10. The acoustic damping material of claim 1 wherein said
multi-layered structure has a cavity.
11. The acoustic damping material of claim 10 wherein said cavity
has a surface that substantially conforms to a rear side of an
acoustic speaker.
12. The acoustic damping material of claim 11 wherein said cavity
surface has a substantially conical portion.
13. The acoustic speaker system of claim 1 wherein said
compressible material is a gas.
14. The acoustic damping material of claim 1 wherein at least one
of said pockets is in fluid communication with atmosphere.
15. An acoustic speaker system comprising:
a system enclosure;
an acoustic speaker mounted to said enclosure; and
acoustic damping material inside said enclosure, said material
comprising at least one resilient sheet in the form of a film
comprising polyolefin, each of said at least one sheet having a
first side and a second side, wherein at least a first portion of
one of said first and second sides and a second portion of one of
said first and second sides face each other to form a multi-layered
structure, wherein said first and second portions are partially
separated by a compressible material, thereby substantially
trapping pockets of said compressible material between said first
and second portions, and wherein at least some of said pockets are
in fluid communication with one another.
16. The acoustic speaker system of claim 15 wherein said sheet has
a thickness less than about 5 mils (about 0.13 mm).
17. The acoustic speaker system of claim 16 wherein said sheet has
a thickness less than about 1.5 mils (about 0.038 mm).
18. The acoustic speaker system of claim 15 wherein said at least
one sheet is a laminate.
19. The acoustic speaker system of claim 15 wherein said at least
one sheet is substantially nonporous to air at about atmospheric
pressure.
20. The acoustic speaker system of claim 15 wherein said polyolefin
comprises polyethylene.
21. The acoustic speaker system of claim 15 wherein said at least
one sheet is twisted.
22. The acoustic speaker system of claim 15 wherein said at least
one sheet is folded.
23. The acoustic speaker system of claim 15 wherein said at least
one sheet is rolled.
24. The acoustic speaker system of claim 15 wherein said structure
has a cavity.
25. The acoustic speaker system of claim 24 wherein said cavity has
a surface that substantially conforms to a rear side of said
acoustic speaker.
26. The acoustic speaker system of claim 25 wherein said cavity
surface has a substantially conical portion.
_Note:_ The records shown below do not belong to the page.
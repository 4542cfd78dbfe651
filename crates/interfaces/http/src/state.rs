use std::sync::Arc;

use chatcoach_coordinator::PredictCoordinator;

use crate::metrics::Metrics;

/// Shared state handed to every handler (spec §6.1-6.2). Construction lives
/// in `main.rs`; this crate only ever consumes an already-wired coordinator.
#[derive(Clone)]
pub struct AppState {
    pub coordinator: Arc<PredictCoordinator>,
    pub metrics: Arc<Metrics>,
}

impl AppState {
    pub fn new(coordinator: Arc<PredictCoordinator>) -> Self {
        Self { coordinator, metrics: Arc::new(Metrics::new()) }
    }
}
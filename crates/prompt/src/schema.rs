//! Compact-code <-> full-vocabulary mapping (spec §4.3, SPEC_FULL §11).
//!
//! Unknown codes map to the documented safe defaults (BALANCED, equilibrium,
//! neutral, medium); long-form aliases and the Chinese relationship-state
//! labels are accepted on read, case-insensitively, grounded on
//! `examples/original_source/app/services/schema_mappings.py`.

use crate::types::{Pacing, RelationshipState, RiskTolerance, Scenario};

pub fn scenario_code(scenario: Scenario) -> &'static str {
    match scenario {
        Scenario::Safe => "S",
        Scenario::Balanced => "B",
        Scenario::Risky => "R",
        Scenario::Recovery => "C",
        Scenario::Negative => "N",
    }
}

pub fn scenario_from_str(value: &str) -> Scenario {
    let normalized = value.trim().to_ascii_uppercase();
    match normalized.as_str() {
        "S" | "SAFE" | "SAFE / LOW RISK" | "SAFE/LOW RISK STRATEGY" => Scenario::Safe,
        "B" | "BALANCED" | "BALANCED / MEDIUM RISK" | "BALANCE/MEDIUM RISK STRATEGY" => Scenario::Balanced,
        "R" | "RISKY" | "RISKY / HIGH REWARD" | "RISKY/HIGH REWARD STRATEGY" => Scenario::Risky,
        "C" | "RECOVERY" | "RECOVERY / REPAIR" | "RECOVERY/REPAIR STRATEGY" => Scenario::Recovery,
        "N" | "NEGATIVE" | "NEGATIVE / ANTI-PATTERN" | "NEGATIVE/ANTI-PATTERN STRATEGY" => Scenario::Negative,
        _ => Scenario::Balanced,
    }
}

pub fn relationship_state_code(state: RelationshipState) -> &'static str {
    match state {
        RelationshipState::Ignition => "I",
        RelationshipState::Propulsion => "P",
        RelationshipState::Ventilation => "V",
        RelationshipState::Equilibrium => "E",
    }
}

pub fn relationship_state_from_str(value: &str) -> RelationshipState {
    match value.trim() {
        "I" | "i" | "ignition" | "破冰" => RelationshipState::Ignition,
        "P" | "p" | "propulsion" | "推进" => RelationshipState::Propulsion,
        "V" | "v" | "ventilation" | "冷却" => RelationshipState::Ventilation,
        "E" | "e" | "equilibrium" | "维持" => RelationshipState::Equilibrium,
        other => {
            let upper = other.to_ascii_uppercase();
            match upper.as_str() {
                "I" | "IGNITION" => RelationshipState::Ignition,
                "P" | "PROPULSION" => RelationshipState::Propulsion,
                "V" | "VENTILATION" => RelationshipState::Ventilation,
                "E" | "EQUILIBRIUM" => RelationshipState::Equilibrium,
                _ => RelationshipState::Equilibrium,
            }
        }
    }
}

pub fn pacing_code(pacing: Pacing) -> &'static str {
    match pacing {
        Pacing::Slow => "S",
        Pacing::Normal => "N",
        Pacing::Fast => "F",
    }
}

pub fn pacing_from_str(value: &str) -> Pacing {
    match value.trim().to_ascii_uppercase().as_str() {
        "S" | "SLOW" => Pacing::Slow,
        "F" | "FAST" => Pacing::Fast,
        _ => Pacing::Normal,
    }
}

pub fn risk_tolerance_code(risk: RiskTolerance) -> &'static str {
    match risk {
        RiskTolerance::Low => "L",
        RiskTolerance::Medium => "M",
        RiskTolerance::High => "H",
    }
}

pub fn risk_tolerance_from_str(value: &str) -> RiskTolerance {
    match value.trim().to_ascii_uppercase().as_str() {
        "L" | "LOW" => RiskTolerance::Low,
        "H" | "HIGH" => RiskTolerance::High,
        _ => RiskTolerance::Medium,
    }
}
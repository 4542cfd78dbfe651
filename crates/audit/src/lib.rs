//! Append-only persistence sinks (spec §6.4, SPEC_FULL §11).
//!
//! These are write-only from the core's perspective: the pipeline never
//! reads a record back. Each sink is a small `async-trait` so the
//! coordinator/orchestrator can depend on `Arc<dyn AuditSink>` without
//! caring whether records land in a JSONL file, a database, or nowhere
//! (`NullAuditSink`, used in tests).

mod jsonl;

use async_trait::async_trait;
use chrono::{DateTime, Utc};
use serde::{Deserialize, Serialize};
use uuid::Uuid;

pub use jsonl::JsonlAuditSink;

fn new_id() -> String {
    Uuid::new_v4().to_string()
}

fn now() -> DateTime<Utc> {
    Utc::now()
}

#[derive(Debug, Clone, Serialize, Deserialize)]
pub struct SceneAnalysisLog {
    pub id: String,
    pub request_id: String,
    pub session_id: String,
    pub relationship_state: String,
    pub scenario: String,
    pub intimacy_level: u8,
    pub recommended_strategies: Vec<String>,
    pub risk_flags: Vec<String>,
    pub created_at: DateTime<Utc>,
}

impl SceneAnalysisLog {
    pub fn new(
        request_id: impl Into<String>,
        session_id: impl Into<String>,
        relationship_state: impl Into<String>,
        scenario: impl Into<String>,
        intimacy_level: u8,
        recommended_strategies: Vec<String>,
        risk_flags: Vec<String>,
    ) -> Self {
        Self {
            id: new_id(),
            request_id: request_id.into(),
            session_id: session_id.into(),
            relationship_state: relationship_state.into(),
            scenario: scenario.into(),
            intimacy_level,
            recommended_strategies,
            risk_flags,
            created_at: now(),
        }
    }
}

#[derive(Debug, Clone, Serialize, Deserialize)]
pub struct PersonaSnapshotLog {
    pub id: String,
    pub request_id: String,
    pub user_id: String,
    pub style: String,
    pub pacing: String,
    pub risk_tolerance: String,
    pub confidence: f32,
    pub created_at: DateTime<Utc>,
}

impl PersonaSnapshotLog {
    pub fn new(
        request_id: impl Into<String>,
        user_id: impl Into<String>,
        style: impl Into<String>,
        pacing: impl Into<String>,
        risk_tolerance: impl Into<String>,
        confidence: f32,
    ) -> Self {
        Self {
            id: new_id(),
            request_id: request_id.into(),
            user_id: user_id.into(),
            style: style.into(),
            pacing: pacing.into(),
            risk_tolerance: risk_tolerance.into(),
            confidence,
            created_at: now(),
        }
    }
}

#[derive(Debug, Clone, Serialize, Deserialize)]
pub struct LlmCallLog {
    pub id: String,
    pub request_id: String,
    pub user_id: String,
    pub task_type: String,
    pub provider: String,
    pub model: String,
    pub input_tokens: u32,
    pub output_tokens: u32,
    pub cost_usd: f64,
    pub latency_ms: u64,
    pub succeeded: bool,
    pub created_at: DateTime<Utc>,
}

#[derive(Debug, Clone, Serialize, Deserialize)]
pub struct IntimacyCheckLog {
    pub id: String,
    pub request_id: String,
    pub session_id: String,
    pub passed: bool,
    pub score: f32,
    pub per_dimension_scores: Vec<f32>,
    pub reason: Option<String>,
    pub created_at: DateTime<Utc>,
}

#[derive(Debug, Clone, Serialize, Deserialize)]
pub struct GenerationResultLog {
    pub id: String,
    pub request_id: String,
    pub session_id: String,
    pub attempt: u32,
    pub fallback: bool,
    pub reply_count: usize,
    pub created_at: DateTime<Utc>,
}

/// Raw-text capture when every JSON extraction strategy fails (SPEC_FULL §11).
#[derive(Debug, Clone, Serialize, Deserialize)]
pub struct FailedReplyLog {
    pub id: String,
    pub request_id: String,
    pub task_type: String,
    pub raw_preview: String,
    pub created_at: DateTime<Utc>,
}

impl FailedReplyLog {
    pub fn new(request_id: impl Into<String>, task_type: impl Into<String>, raw: &str) -> Self {
        let preview: String = raw.chars().take(200).collect();
        Self {
            id: new_id(),
            request_id: request_id.into(),
            task_type: task_type.into(),
            raw_preview: preview,
            created_at: now(),
        }
    }
}

#[async_trait]
pub trait AuditSink: Send + Sync {
    async fn scene_analysis(&self, _record: SceneAnalysisLog) {}
    async fn persona_snapshot(&self, _record: PersonaSnapshotLog) {}
    async fn llm_call(&self, _record: LlmCallLog) {}
    async fn intimacy_check(&self, _record: IntimacyCheckLog) {}
    async fn generation_result(&self, _record: GenerationResultLog) {}
    async fn failed_reply(&self, _record: FailedReplyLog) {}
}

/// Drops every record. Used in tests and as a default when no durable sink
/// is configured; the pipeline must work identically with or without one.
#[derive(Debug, Default)]
pub struct NullAuditSink;

impl AuditSink for NullAuditSink {}
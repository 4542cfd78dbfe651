mod openai_compatible;

pub use openai_compatible::OpenAiCompatibleClient;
27. The acoustic speaker system of claim 15 wherein said
compressible material is a gas.
28. The acoustic speaker system of claim 15 wherein said enclosure
has an internal surface, and wherein at least a portion of said at
least one sheet is substantially parallel to at least a portion of
said enclosure internal surface.
29. The acoustic speaker system of claim 28 wherein said enclosure
internal surface has a shape selected from the group selected from
substantially ellipsoidal, substantially spherical, substantially
cylindrical, substantially polygonal, and combinations thereof.
30. The acoustic speaker system of claim 15 wherein at least one of
said pockets is in fluid communication with atmosphere.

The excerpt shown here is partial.